TRY IT => Scan the material for the word "enum" and copy each line where it occurs.

RAW DATA =>
————
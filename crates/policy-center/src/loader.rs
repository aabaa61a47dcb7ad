use std::env;
use std::fs;
use std::path::{Path, PathBuf};

use serde_json::Value;
use tracing::{debug, info};

use crate::defaults::default_settings;
use crate::errors::PolicyError;
use crate::model::{GateSettings, RuleSettings, SettingSource};
use crate::validate::validate_settings;

const ENV_PREFIX: &str = "INDEX_GATE__";
const ENV_RULES_JSON: &str = "INDEX_GATE_RULES_JSON";
const ENV_SETTINGS_PATH: &str = "INDEX_GATE_SETTINGS_PATH";

const PATH_ENABLE: &str = "enable";
const PATH_FORBIDDEN_RESPONSE: &str = "response_if_req_forbidden";
const PATH_RULES: &str = "access_control_rules";

#[derive(Debug, Default)]
pub struct LoadOptions {
    pub paths: Vec<PathBuf>,
    pub include_env: bool,
}

impl LoadOptions {
    pub fn with_path(path: impl Into<PathBuf>) -> Self {
        Self {
            paths: vec![path.into()],
            include_env: true,
        }
    }
}

/// Loads settings from `path` (or `INDEX_GATE_SETTINGS_PATH`), then the environment.
pub fn load_settings(path: Option<&Path>) -> Result<GateSettings, PolicyError> {
    let mut options = LoadOptions {
        include_env: true,
        ..LoadOptions::default()
    };
    match path {
        Some(p) => options.paths.push(p.to_path_buf()),
        None => {
            if let Ok(p) = env::var(ENV_SETTINGS_PATH) {
                if !p.trim().is_empty() {
                    options.paths.push(PathBuf::from(p));
                }
            }
        }
    }
    load_settings_with_options(&options)
}

pub fn load_settings_with_options(options: &LoadOptions) -> Result<GateSettings, PolicyError> {
    let mut settings = default_settings();
    bootstrap_builtin_provenance(&mut settings);

    for path in &options.paths {
        if path.exists() {
            let overlays = overlays_from_file(path)?;
            apply_overlays(&mut settings, overlays)?;
            info!(path = %path.display(), "loaded access control settings");
        } else {
            debug!(path = %path.display(), "settings file not found; skipping");
        }
    }

    if options.include_env {
        let env_overlays = overlays_from_env()?;
        apply_overlays(&mut settings, env_overlays)?;
    }

    validate_settings(&settings)?;
    Ok(settings)
}

/// Parses a full settings document, JSON first and YAML as fallback.
pub fn parse_settings_str(raw: &str) -> Result<GateSettings, PolicyError> {
    let value = parse_document(raw)?;
    let mut settings = default_settings();
    bootstrap_builtin_provenance(&mut settings);
    apply_overlays(&mut settings, overlays_from_value(value, SettingSource::File)?)?;
    validate_settings(&settings)?;
    Ok(settings)
}

struct SettingOverlay {
    path: String,
    value: Value,
    source: SettingSource,
}

fn apply_overlays(
    settings: &mut GateSettings,
    overlays: Vec<SettingOverlay>,
) -> Result<(), PolicyError> {
    for overlay in overlays {
        apply_overlay(settings, &overlay.path, overlay.value, overlay.source)?;
    }
    Ok(())
}

fn apply_overlay(
    settings: &mut GateSettings,
    path: &str,
    value: Value,
    source: SettingSource,
) -> Result<(), PolicyError> {
    match path {
        PATH_ENABLE => settings.enable = to_bool(&value)?,
        PATH_FORBIDDEN_RESPONSE => settings.response_if_req_forbidden = to_string(&value)?,
        PATH_RULES => {
            settings.access_control_rules = serde_json::from_value::<Vec<RuleSettings>>(value)
                .map_err(|err| PolicyError::Invalid(format!("{PATH_RULES}: {err}")))?;
        }
        path => return Err(PolicyError::UnsupportedPath(path.to_string())),
    }
    settings.set_provenance(path, source);
    Ok(())
}

fn parse_document(raw: &str) -> Result<Value, PolicyError> {
    match serde_json::from_str::<Value>(raw) {
        Ok(value) => Ok(value),
        Err(json_err) => {
            let yaml_value: serde_yaml::Value = serde_yaml::from_str(raw).map_err(|yaml_err| {
                PolicyError::Invalid(format!(
                    "json error: {}; yaml error: {}",
                    json_err, yaml_err
                ))
            })?;
            serde_json::to_value(yaml_value).map_err(|err| PolicyError::Invalid(format!("{}", err)))
        }
    }
}

fn overlays_from_file(path: &Path) -> Result<Vec<SettingOverlay>, PolicyError> {
    let content = fs::read_to_string(path).map_err(|err| PolicyError::Io(format!("{}", err)))?;
    let value = parse_document(&content)?;
    overlays_from_value(value, SettingSource::File)
}

fn overlays_from_value(value: Value, source: SettingSource) -> Result<Vec<SettingOverlay>, PolicyError> {
    match value {
        Value::Object(map) => Ok(map
            .into_iter()
            .map(|(key, value)| SettingOverlay {
                path: key.trim().to_ascii_lowercase(),
                value,
                source,
            })
            .collect()),
        Value::Null => Ok(Vec::new()),
        other => Err(PolicyError::Invalid(format!(
            "settings document must be a mapping, got {other}"
        ))),
    }
}

fn overlays_from_env() -> Result<Vec<SettingOverlay>, PolicyError> {
    let mut overlays = Vec::new();
    for (key, raw) in env::vars() {
        if let Some(stripped) = key.strip_prefix(ENV_PREFIX) {
            let path = stripped
                .split("__")
                .filter(|segment| !segment.is_empty())
                .map(|segment| segment.to_ascii_lowercase())
                .collect::<Vec<_>>()
                .join(".");
            if path.is_empty() {
                continue;
            }
            overlays.push(SettingOverlay {
                path,
                value: parse_env_value(&raw),
                source: SettingSource::Env,
            });
        }
    }

    if let Ok(raw_json) = env::var(ENV_RULES_JSON) {
        if !raw_json.trim().is_empty() {
            let value: Value = serde_json::from_str(&raw_json)
                .map_err(|err| PolicyError::Invalid(format!("{ENV_RULES_JSON}: {err}")))?;
            overlays.push(SettingOverlay {
                path: PATH_RULES.to_string(),
                value,
                source: SettingSource::Env,
            });
        }
    }

    Ok(overlays)
}

fn parse_env_value(raw: &str) -> Value {
    if raw.is_empty() {
        return Value::Null;
    }
    if let Ok(parsed) = serde_json::from_str::<Value>(raw) {
        return parsed;
    }
    if let Ok(boolean) = raw.parse::<bool>() {
        return Value::Bool(boolean);
    }
    Value::String(raw.to_string())
}

fn bootstrap_builtin_provenance(settings: &mut GateSettings) {
    for path in [PATH_ENABLE, PATH_FORBIDDEN_RESPONSE, PATH_RULES] {
        settings.set_provenance(path, SettingSource::Builtin);
    }
}

fn to_bool(value: &Value) -> Result<bool, PolicyError> {
    value
        .as_bool()
        .ok_or_else(|| PolicyError::InvalidValue(format!("expected bool, got {value}")))
}

fn to_string(value: &Value) -> Result<String, PolicyError> {
    match value {
        Value::String(s) => Ok(s.clone()),
        Value::Number(n) => Ok(n.to_string()),
        other => Err(PolicyError::InvalidValue(format!(
            "expected string, got {other}"
        ))),
    }
}
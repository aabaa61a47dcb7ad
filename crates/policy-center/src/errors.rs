use thiserror::Error;

#[derive(Debug, Error)]
pub enum PolicyError {
    #[error("invalid settings: {0}")]
    Invalid(String),
    #[error("io error: {0}")]
    Io(String),
    #[error("unsupported settings path: {0}")]
    UnsupportedPath(String),
    #[error("invalid value: {0}")]
    InvalidValue(String),
    #[error("invalid rule '{rule}': {reason}")]
    InvalidRule { rule: String, reason: String },
    #[error("settings exceed maximum {max} rules (attempted: {attempted})")]
    TooManyRules { max: usize, attempted: usize },
}

impl PolicyError {
    pub(crate) fn rule(rule: &str, reason: impl Into<String>) -> Self {
        Self::InvalidRule {
            rule: rule.to_string(),
            reason: reason.into(),
        }
    }
}
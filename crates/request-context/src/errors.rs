use thiserror::Error;

use crate::model::FieldError;

/// Why one structural rewrite strategy failed.
#[derive(Clone, Debug, Error, PartialEq, Eq)]
pub enum MutationError {
    #[error("{type_name} has no settable '{field}' field")]
    MissingField {
        type_name: String,
        field: &'static str,
    },
    #[error("{type_name}.{field}: {source}")]
    Field {
        type_name: String,
        field: &'static str,
        #[source]
        source: FieldError,
    },
}

#[derive(Debug, Error)]
pub enum ContextError {
    #[error("cannot {op} indices of a request that doesn't involve indices: {type_name} (id {id})")]
    NotIndicesRequest {
        op: &'static str,
        type_name: String,
        id: String,
    },
    #[error(
        "Attempted to set empty indices list, this would allow full access, therefore this is forbidden. If this was intended, set '*' as indices."
    )]
    EmptyIndices,
    #[error("insufficient permissions to access the indices of {type_name}: {reason}")]
    PermissionDenied { type_name: String, reason: String },
    #[error("failed to replace indices of {type_name}: {}", join_causes(.causes))]
    IndicesNotReplaced {
        type_name: String,
        causes: Vec<MutationError>,
    },
}

impl ContextError {
    /// Contract violations and permission denials abort the evaluation.
    pub fn is_fatal(&self) -> bool {
        !matches!(self, ContextError::IndicesNotReplaced { .. })
    }
}

fn join_causes(causes: &[MutationError]) -> String {
    causes
        .iter()
        .map(|c| c.to_string())
        .collect::<Vec<_>>()
        .join("; ")
}
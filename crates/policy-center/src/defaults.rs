use crate::model::GateSettings;

pub const DEFAULT_FORBIDDEN_RESPONSE: &str = "Forbidden";

/// Enabled, with no rules: every request falls through to the default deny.
pub fn default_settings() -> GateSettings {
    GateSettings {
        enable: true,
        response_if_req_forbidden: DEFAULT_FORBIDDEN_RESPONSE.to_string(),
        access_control_rules: Vec::new(),
        provenance: Default::default(),
    }
}
//! Host collaborators: the index catalog and the response-header sink.

use index_gate_core_types::IndexSet;
use parking_lot::Mutex;

/// Current universe of index and alias names.
pub trait ClusterCatalog: Send + Sync {
    fn indices_and_aliases(&self) -> IndexSet;
}

/// Fixed catalog, for hosts that snapshot cluster metadata per request.
#[derive(Clone, Debug, Default)]
pub struct StaticCatalog {
    names: IndexSet,
}

impl StaticCatalog {
    pub fn new<I, A, S>(indices: I, aliases: A) -> Self
    where
        I: IntoIterator<Item = S>,
        A: IntoIterator<Item = S>,
        S: Into<String>,
    {
        Self {
            names: indices
                .into_iter()
                .chain(aliases)
                .map(Into::into)
                .collect(),
        }
    }
}

impl ClusterCatalog for StaticCatalog {
    fn indices_and_aliases(&self) -> IndexSet {
        self.names.clone()
    }
}

/// Per-request sink for outbound response headers.
pub trait ResponseHeaders: Send + Sync {
    fn add_response_header(&self, name: &str, value: &str);
}

/// Collects headers in memory; the host copies them onto its response.
#[derive(Debug, Default)]
pub struct InMemoryResponseHeaders {
    headers: Mutex<Vec<(String, String)>>,
}

impl InMemoryResponseHeaders {
    pub fn new() -> Self {
        Self::default()
    }

    pub fn snapshot(&self) -> Vec<(String, String)> {
        self.headers.lock().clone()
    }

    pub fn get(&self, name: &str) -> Option<String> {
        self.headers
            .lock()
            .iter()
            .find(|(n, _)| n.eq_ignore_ascii_case(name))
            .map(|(_, v)| v.clone())
    }
}

impl ResponseHeaders for InMemoryResponseHeaders {
    fn add_response_header(&self, name: &str, value: &str) {
        self.headers.lock().push((name.to_string(), value.to_string()));
    }
}
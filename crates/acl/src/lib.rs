//! First-match access control for the index gate.
//!
//! [`Acl`] walks an ordered list of [`Rule`]s and stops at the first rule whose
//! configured predicates all hold. [`MatcherWithWildcards`] is the glob matcher
//! shared by every layer that compares index or action names.

pub mod acl;
pub mod errors;
pub mod matcher;
pub mod rule;

pub use acl::{Acl, Verdict, DEFAULT_DENY};
pub use errors::AclError;
pub use matcher::{read_request_matcher, READ_REQUEST_PATTERNS};
pub use rule::{AclRequest, Predicate, Rule};

pub use index_gate_core_types::{HostPattern, MatcherWithWildcards};
pub use index_gate_policy_center::RuleType;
————
EXERCISE RESPONSE =>
pub enum PolicyError {
pub enum MutationError {
pub enum ContextError {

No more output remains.